Navigara was co-founded by Jirka Bachel, a former CTO who survived a plane crash in 2023 and applied the same discipline of measurement and focused improvement to engineering management. The company, founded in 2022 and officially launched with a $2.5M seed round, aims to replace guesswork with evidence in evaluating engineering performance. The platform connects to version-control systems like GitHub and GitLab, as well as tools like Jira and Linear, to analyze development activity. It uses autonomous AI agents to evaluate code quality, delivery velocity, and alignment with business goals, providing a historical baseline to measure the impact of new tools or process changes. This analysis happens within a customer's private cloud, analyzing code in-memory without retaining it to ensure data sovereignty. The launch comes as 60% of engineering leaders report a lack of clear metrics as their biggest obstacle to AI adoption. Studies have shown conflicting results on AI's impact; one GitHub trial found a 55.8% increase in developer speed with Copilot, while another field study saw experienced developers slow down by 19% even while feeling more productive. This measurement gap is where Navigara positions itself against standard engineering analytics tools that track activity metrics like commit counts. Instead, it focuses on outcome-based metrics, aiming to distinguish between productive acceleration and mere "noise" or activity that doesn't contribute to business value.

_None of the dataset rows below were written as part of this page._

//! Engine configuration and tracing setup.
//!
//! Configuration is plain serde data. Every field has a default, so a config
//! file only needs the values it changes:
//!
//! ```
//! use strata_engine::config::EngineConfig;
//!
//! let config = EngineConfig::from_json_str(r#"{ "tick": { "workers": 2 } }"#).unwrap();
//! assert_eq!(config.tick.workers, 2);
//! assert_eq!(config.world.parallel_sort_threshold, 4096);
//! ```

use std::path::Path;

use serde::{Deserialize, Serialize};
use strata_ecs::world::{World, WorldConfig};

use crate::tick::{TickConfig, TickLoop};

/// Complete engine configuration.
#[derive(Debug, Clone, Copy, Default, PartialEq, Serialize, Deserialize)]
#[serde(default)]
pub struct EngineConfig {
    pub world: WorldConfig,
    pub tick: TickConfig,
}

impl EngineConfig {
    /// Parse a JSON document.
    pub fn from_json_str(json: &str) -> Result<Self, anyhow::Error> {
        serde_json::from_str(json).map_err(|e| anyhow::anyhow!("invalid engine config: {e}"))
    }

    /// Read and parse a JSON file.
    pub fn load(path: impl AsRef<Path>) -> Result<Self, anyhow::Error> {
        let path = path.as_ref();
        let text = std::fs::read_to_string(path)
            .map_err(|e| anyhow::anyhow!("failed to read {}: {e}", path.display()))?;
        Self::from_json_str(&text)
    }

    pub fn to_json_string(&self) -> Result<String, anyhow::Error> {
        serde_json::to_string_pretty(self).map_err(|e| anyhow::anyhow!("failed to encode engine config: {e}"))
    }

    /// Build an empty world and a tick loop around it.
    ///
    /// # Panics
    ///
    /// Panics under the same conditions as [`TickLoop::new`].
    pub fn build(&self) -> TickLoop {
        TickLoop::new(World::with_config(self.world), self.tick)
    }
}

/// Install a formatted tracing subscriber.
///
/// `RUST_LOG` wins when set; otherwise `default_directive` (e.g. `"warn"` or
/// `"strata_engine=debug"`) is used. A second call leaves the first
/// subscriber in place.
pub fn init_tracing(default_directive: &str) {
    let filter = tracing_subscriber::EnvFilter::try_from_default_env()
        .unwrap_or_else(|_| tracing_subscriber::EnvFilter::new(default_directive));
    let _ = tracing_subscriber::fmt().with_env_filter(filter).try_init();
}

#[cfg(test)]
mod tests {
    use super::*;

    #[test]
    fn empty_document_gives_defaults() {
        let config = EngineConfig::from_json_str("{}").unwrap();
        assert_eq!(config, EngineConfig::default());
    }

    #[test]
    fn partial_document_overrides_fields() {
        let config = EngineConfig::from_json_str(
            r#"{ "world": { "parallel_sort_threshold": 10 }, "tick": { "fixed_dt": 0.5 } }"#,
        )
        .unwrap();
        assert_eq!(config.world.parallel_sort_threshold, 10);
        assert_eq!(config.tick.fixed_dt, 0.5);
        assert_eq!(config.tick.min_entities_per_worker, TickConfig::default().min_entities_per_worker);
    }

    #[test]
    fn malformed_document_is_an_error() {
        let err = EngineConfig::from_json_str("{ not json").unwrap_err();
        assert!(err.to_string().contains("invalid engine config"));
    }

    #[test]
    fn load_round_trips_through_a_file() {
        let config = EngineConfig {
            tick: TickConfig {
                workers: 3,
                ..Default::default()
            },
            ..Default::default()
        };
        let path = std::env::temp_dir().join(format!("strata-config-{}.json", std::process::id()));
        std::fs::write(&path, config.to_json_string().unwrap()).unwrap();
        let loaded = EngineConfig::load(&path).unwrap();
        std::fs::remove_file(&path).unwrap();
        assert_eq!(loaded, config);
    }

    #[test]
    fn missing_file_is_an_error() {
        assert!(EngineConfig::load("/definitely/not/here.json").is_err());
    }

    #[test]
    fn build_uses_both_sections() {
        let config = EngineConfig {
            world: WorldConfig {
                parallel_sort_threshold: 7,
            },
            tick: TickConfig {
                workers: 1,
                ..Default::default()
            },
        };
        let tick_loop = config.build();
        assert_eq!(tick_loop.world().config().parallel_sort_threshold, 7);
        assert_eq!(tick_loop.config().workers, 1);
    }

    #[test]
    fn init_tracing_twice_is_harmless() {
        init_tracing("warn");
        init_tracing("debug");
    }
}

For SRE and DevOps leaders, this aligns with the move from tracking simple output to measuring impact on system reliability and delivery cycle times. The broader trend sees AI agents becoming integral to SRE and DevOps, moving teams from reactive to proactive operations. AI is being used for intelligent monitoring that reduces alert noise by 40-60%, predictive scaling, and autonomous incident response that can cut resolution times by 50-70%. This shift frees up engineers from manual toil to focus on more strategic reliability work.